From the foregoing, it is apparent that the present invention provides a very wide range of compressor operation which can be achieved under the control of microprocessor 50. This wide range of compressor operation allows for efficient operation in transport refrigeration that requires a wide range of load temperatures and has a high range of ambient temperatures.

[Brief description of the drawings]

FIG. 1 is a graph of a compound cooling operation of a compressor operated according to the present invention.

FIG. 2 is a schematic diagram of a compressor in a two-stage operation according to the present invention.
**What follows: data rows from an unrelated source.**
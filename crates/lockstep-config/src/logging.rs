//! Logging bootstrap
//!
//! Library crates only emit `tracing` events. Hosts call [`init_tracing`] once
//! to install a subscriber; `LOCKSTEP_LOG` (an `EnvFilter` directive) takes
//! precedence over the configured level.

use crate::{ConfigError, ConfigResult};
use serde::{Deserialize, Serialize};
use tracing_subscriber::EnvFilter;

/// Environment variable holding a filter directive, e.g. `lockstep_core=debug`
pub const LOG_ENV: &str = "LOCKSTEP_LOG";

const LEVELS: &[&str] = &["trace", "debug", "info", "warn", "error", "off"];

/// `[logging]` section
#[derive(Debug, Clone, Serialize, Deserialize, PartialEq, Default)]
#[serde(deny_unknown_fields)]
pub struct LoggingConfig {
    /// Default level when `LOCKSTEP_LOG` is unset
    #[serde(skip_serializing_if = "Option::is_none")]
    pub level: Option<String>,

    /// Output format
    #[serde(skip_serializing_if = "Option::is_none")]
    pub format: Option<LogFormat>,
}

#[derive(Debug, Clone, Copy, Serialize, Deserialize, PartialEq, Eq, Default)]
#[serde(rename_all = "lowercase")]
pub enum LogFormat {
    #[default]
    Full,
    Compact,
    Json,
}

impl LoggingConfig {
    pub fn validate(&self) -> ConfigResult<()> {
        if let Some(level) = &self.level {
            if !LEVELS.contains(&level.to_ascii_lowercase().as_str()) {
                return Err(ConfigError::InvalidValue {
                    field: "logging.level".to_string(),
                    reason: format!("unknown level '{}'", level),
                });
            }
        }
        Ok(())
    }

    /// Effective level, `info` when unset
    pub fn level(&self) -> &str {
        self.level.as_deref().unwrap_or("info")
    }

    fn filter(&self) -> EnvFilter {
        EnvFilter::try_from_env(LOG_ENV).unwrap_or_else(|_| EnvFilter::new(self.level()))
    }
}

/// Install a global subscriber. Fails if one is already installed.
pub fn init_tracing(config: &LoggingConfig) -> ConfigResult<()> {
    config.validate()?;
    let builder = tracing_subscriber::fmt().with_env_filter(config.filter());

    let result = match config.format.unwrap_or_default() {
        LogFormat::Full => builder.try_init(),
        LogFormat::Compact => builder.compact().try_init(),
        LogFormat::Json => builder.json().try_init(),
    };

    result.map_err(|e| ConfigError::Logging(e.to_string()))
}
FIG. 3 is a schematic diagram of a compressor in parallel single-stage operation according to the present invention.

FIG. 4 is a block diagram of a refrigeration system using a compressor according to the present invention using a first stage bypass.
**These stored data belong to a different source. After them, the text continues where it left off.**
//! Asset selection from a package's file list
//!
//! Framework-specific folders (`lib/<tfm>/`, `ref/<tfm>/`, `contentFiles/<lang>/<tfm>/`)
//! are matched with [`FrameworkMoniker::nearest`]. Files placed directly in
//! `lib/` or `ref/` count as framework-neutral.

use crate::graph::AssetGroups;
use lockstep_model::FrameworkMoniker;
use std::collections::BTreeSet;

const ASSEMBLY_EXTENSIONS: &[&str] = &[".dll", ".exe", ".winmd"];
const EMPTY_FOLDER_MARKER: &str = "_._";

/// Select every asset group of `package_id` for `framework`
pub fn select_assets(package_id: &str, files: &[String], framework: &FrameworkMoniker) -> AssetGroups {
    let reference = framework_items(files, "ref", framework, is_assembly);
    let lib = framework_items(files, "lib", framework, is_assembly);

    AssetGroups {
        compile: if reference.is_empty() {
            lib.clone()
        } else {
            reference
        },
        runtime: lib,
        native: files
            .iter()
            .filter(|f| {
                let parts: Vec<&str> = f.split('/').collect();
                parts.len() > 3 && parts[0] == "runtimes" && parts[2] == "native"
            })
            .cloned()
            .collect(),
        build: build_items(files, "build", package_id, framework),
        build_multitargeting: build_items(files, "buildMultiTargeting", package_id, framework),
        content_files: content_items(files, framework),
        analyzers: files
            .iter()
            .filter(|f| f.starts_with("analyzers/") && f.ends_with(".dll"))
            .cloned()
            .collect(),
    }
}

/// Whether `files` offer anything for `framework`. A package without any
/// `lib/` or `ref/` file is compatible everywhere.
pub fn is_compatible(package_id: &str, files: &[String], framework: &FrameworkMoniker) -> bool {
    let selected = select_assets(package_id, files, framework);
    let has_assets = !selected.compile.is_empty()
        || !selected.runtime.is_empty()
        || !selected.content_files.is_empty()
        || !selected.build.is_empty()
        || !selected.build_multitargeting.is_empty();
    has_assets || !files.iter().any(|f| is_assembly_folder(f))
}

/// Frameworks of the `lib/` and `ref/` folders, for error messages
pub fn assembly_frameworks(files: &[String]) -> BTreeSet<FrameworkMoniker> {
    files
        .iter()
        .filter_map(|f| folder_framework(f, "lib").or_else(|| folder_framework(f, "ref")))
        .filter(|tfm| *tfm != FrameworkMoniker::any())
        .collect()
}

fn is_assembly_folder(path: &str) -> bool {
    let lower = path.to_ascii_lowercase();
    lower.starts_with("lib/") || lower.starts_with("ref/")
}

fn is_assembly(file_name: &str) -> bool {
    file_name == EMPTY_FOLDER_MARKER
        || ASSEMBLY_EXTENSIONS
            .iter()
            .any(|ext| file_name.to_ascii_lowercase().ends_with(ext))
}

fn file_name(path: &str) -> &str {
    path.rsplit('/').next().unwrap_or(path)
}

/// Folder framework of `root/<tfm>/file`; `any` for `root/file`
fn folder_framework(path: &str, root: &str) -> Option<FrameworkMoniker> {
    let rest = path.strip_prefix(root)?.strip_prefix('/')?;
    match rest.split_once('/') {
        Some((folder, _)) => FrameworkMoniker::parse(folder).ok(),
        None => Some(FrameworkMoniker::any()),
    }
}

fn framework_items(
    files: &[String],
    root: &str,
    framework: &FrameworkMoniker,
    accept: fn(&str) -> bool,
) -> Vec<String> {
    let tagged: Vec<(FrameworkMoniker, &String)> = files
        .iter()
        .filter_map(|f| folder_framework(f, root).map(|tfm| (tfm, f)))
        .collect();
    let folders: BTreeSet<&FrameworkMoniker> = tagged.iter().map(|(tfm, _)| tfm).collect();
    let Some(nearest) = framework.nearest(folders.iter().copied()) else {
        return Vec::new();
    };

    tagged
        .iter()
        .filter(|(tfm, f)| tfm == nearest && accept(file_name(f)))
        .map(|(_, f)| (*f).clone())
        .collect()
}

/// `.props`/`.targets` named after the package, from the root folder or the
/// nearest framework folder
fn build_items(
    files: &[String],
    root: &str,
    package_id: &str,
    framework: &FrameworkMoniker,
) -> Vec<String> {
    let named_after_package = |name: &str| {
        let lower = name.to_ascii_lowercase();
        let id = package_id.to_ascii_lowercase();
        lower == format!("{}.props", id) || lower == format!("{}.targets", id)
    };
    framework_items(files, root, framework, |_| true)
        .into_iter()
        .filter(|f| named_after_package(file_name(f)))
        .collect()
}

/// `contentFiles/<lang>/<tfm|any>/...` for the nearest framework folder
fn content_items(files: &[String], framework: &FrameworkMoniker) -> Vec<String> {
    let tagged: Vec<(FrameworkMoniker, &String)> = files
        .iter()
        .filter_map(|f| {
            let mut parts = f.splitn(4, '/');
            if parts.next()? != "contentFiles" {
                return None;
            }
            let _language = parts.next()?;
            let folder = parts.next()?;
            parts.next()?;
            FrameworkMoniker::parse(folder).ok().map(|tfm| (tfm, f))
        })
        .collect();
    let folders: BTreeSet<&FrameworkMoniker> = tagged.iter().map(|(tfm, _)| tfm).collect();
    let Some(nearest) = framework.nearest(folders.iter().copied()) else {
        return Vec::new();
    };
    tagged
        .iter()
        .filter(|(tfm, _)| tfm == nearest)
        .map(|(_, f)| (*f).clone())
        .collect()
}

#[cfg(test)]
mod tests {
    use super::*;
    use pretty_assertions::assert_eq;

    fn files(paths: &[&str]) -> Vec<String> {
        paths.iter().map(|p| p.to_string()).collect()
    }

    fn tfm(s: &str) -> FrameworkMoniker {
        FrameworkMoniker::parse(s).unwrap()
    }

    #[test]
    fn test_ref_wins_for_compile() {
        let list = files(&[
            "lib/net6.0/A.dll",
            "lib/net6.0/A.xml",
            "lib/netstandard2.0/A.dll",
            "ref/net6.0/A.dll",
        ]);
        let assets = select_assets("A", &list, &tfm("net8.0"));
        assert_eq!(assets.compile, vec!["ref/net6.0/A.dll"]);
        assert_eq!(assets.runtime, vec!["lib/net6.0/A.dll"]);
    }

    #[test]
    fn test_netstandard_folder_for_framework() {
        let list = files(&["lib/netstandard2.0/A.dll", "lib/net8.0/A.dll"]);
        let assets = select_assets("A", &list, &tfm("net472"));
        assert_eq!(assets.compile, vec!["lib/netstandard2.0/A.dll"]);
    }

    #[test]
    fn test_build_and_content_groups() {
        let list = files(&[
            "build/A.targets",
            "build/Other.targets",
            "buildMultiTargeting/A.props",
            "contentFiles/cs/any/Helper.cs",
            "contentFiles/cs/net45/Old.cs",
            "runtimes/win-x64/native/a.dll",
            "analyzers/dotnet/cs/A.Analyzers.dll",
        ]);
        let assets = select_assets("A", &list, &tfm("net8.0"));
        assert_eq!(assets.build, vec!["build/A.targets"]);
        assert_eq!(assets.build_multitargeting, vec!["buildMultiTargeting/A.props"]);
        assert_eq!(assets.content_files, vec!["contentFiles/cs/any/Helper.cs"]);
        assert_eq!(assets.native, vec!["runtimes/win-x64/native/a.dll"]);
        assert_eq!(assets.analyzers, vec!["analyzers/dotnet/cs/A.Analyzers.dll"]);
        assert!(assets.compile.is_empty());
    }

    #[test]
    fn test_incompatible_folders_select_nothing() {
        let list = files(&["lib/net8.0/A.dll"]);
        let assets = select_assets("A", &list, &tfm("net472"));
        assert!(assets.is_empty());
    }

    #[test]
    fn test_compatibility() {
        let newer_only = files(&["lib/net9.0/A.dll", "ref/net9.0/A.dll"]);
        assert!(!is_compatible("A", &newer_only, &tfm("net8.0")));
        assert!(is_compatible("A", &newer_only, &tfm("net9.0")));
        assert_eq!(
            assembly_frameworks(&newer_only).into_iter().collect::<Vec<_>>(),
            vec![tfm("net9.0")]
        );

        let marker = files(&["lib/net9.0/A.dll", "lib/net8.0/_._"]);
        assert!(is_compatible("A", &marker, &tfm("net8.0")));

        let meta = files(&["README.md"]);
        assert!(is_compatible("A", &meta, &tfm("net472")));
        assert!(is_compatible("A", &[], &tfm("net472")));

        let build_only = files(&["lib/net9.0/A.dll", "build/A.targets"]);
        assert!(is_compatible("A", &build_only, &tfm("net8.0")));
    }
}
FIG. 5 is a block diagram of a refrigeration system using the compressor of the present invention using suction tightening.

[Explanation of symbols]

 DESCRIPTION OF SYMBOLS 10 ... Compressor 12,14 ... Piston 13,15 ... Cylinder 18 ... Motor 20 ... Crankshaft 22 ... Crankcase 24 ... Suction port 26 ... Discharge port 28 ... Check valve 30 ... Line 32 ... 3-way valve 33 ... Operator 38 ... Bypass Line 40 pressure sensor 42, 44, 46 solenoid valve 50 microprocessor 51 sensor 60 evaporator 61 expander 62 condenser

──────────────────────────────────────────────────続 き Continued on the front page (58) Field surveyed (Int.Cl. ⁶ , DB name) F04B 25/00 F04B 27/02

Claims (8)

(57) [Claims] A compressor means (1) having a crankcase (22), a suction port ( 24 ) to be connected to an evaporator, and a discharge port (26) to be connected to a condenser.
0), paired with each other for fluid supply, discharge and bypass.
Consists of two or more cylinders and pistons
A plurality of banks (12, 13,
14, 15), at least one bank (12, 13) of the plurality of banks normally connected to the suction port (24), and the plurality of banks usually connected to the crankcase and the discharge port. Other banks (14, 15) of banks and means (50, 3) for selectively connecting said at least one bank to either said crankcase or said outlet.
3,32) wherein the other bank acts as a second stage when the at least one bank is connected to the crankcase, and the at least one bank is connected to the outlet. Wherein said at least one bank and said another bank act as a parallel single stage compressor. And means for fluidly connecting the crankcase to the suction port when the at least one bank is connected to the discharge port.
2. The compressor device according to claim 1, further comprising: (2, 28). And means for controlling a capacity of the at least one bank.
24. The compressor device according to claim 1, further comprising: 24-3, 24-4, 44, 45, 46, 47). And means for selectively bypassing said at least one bank.
4-2, 28).
A compressor device according to item 1. 5. The compressor device according to claim 3, wherein said means for controlling the capacity includes means for selectively controlling the flow from said suction port to said at least one bank. . 6. A method of operating a compressor having three banks, a crankcase, a suction port to be connected to an evaporator and a discharge port to be connected to a condenser, comprising: and supplying a gas to the first and second banks of the bank, and supplying a gas compressed from said three banks to said discharge port, prior to the gas from the crankcase
Supplying the third bank of the three banks with compressed gas from the third bank to the outlet.
Transmitting the first and second banks,
Connection to either the crankcase or the outlet
That step is constituted by, is connected to the first and second banks the crankcase
The first and second banks are in the first stage
And the first and second banks contact the outlet.
The first and second banks are single stage when connected
And the third bank acts as the first
And acts as a single stage in parallel with the second bank
That the compressor operating method, characterized in that. 7. The method according to claim 6, further comprising the step of controlling the capacity of the first and second banks. 8. The method of claim 1, further comprising: detecting a pressure in the crankcase; and detecting a pressure for selectively connecting the first and second banks to the crankcase or the outlet. 7. A method according to claim 6, including the step of using the pressure.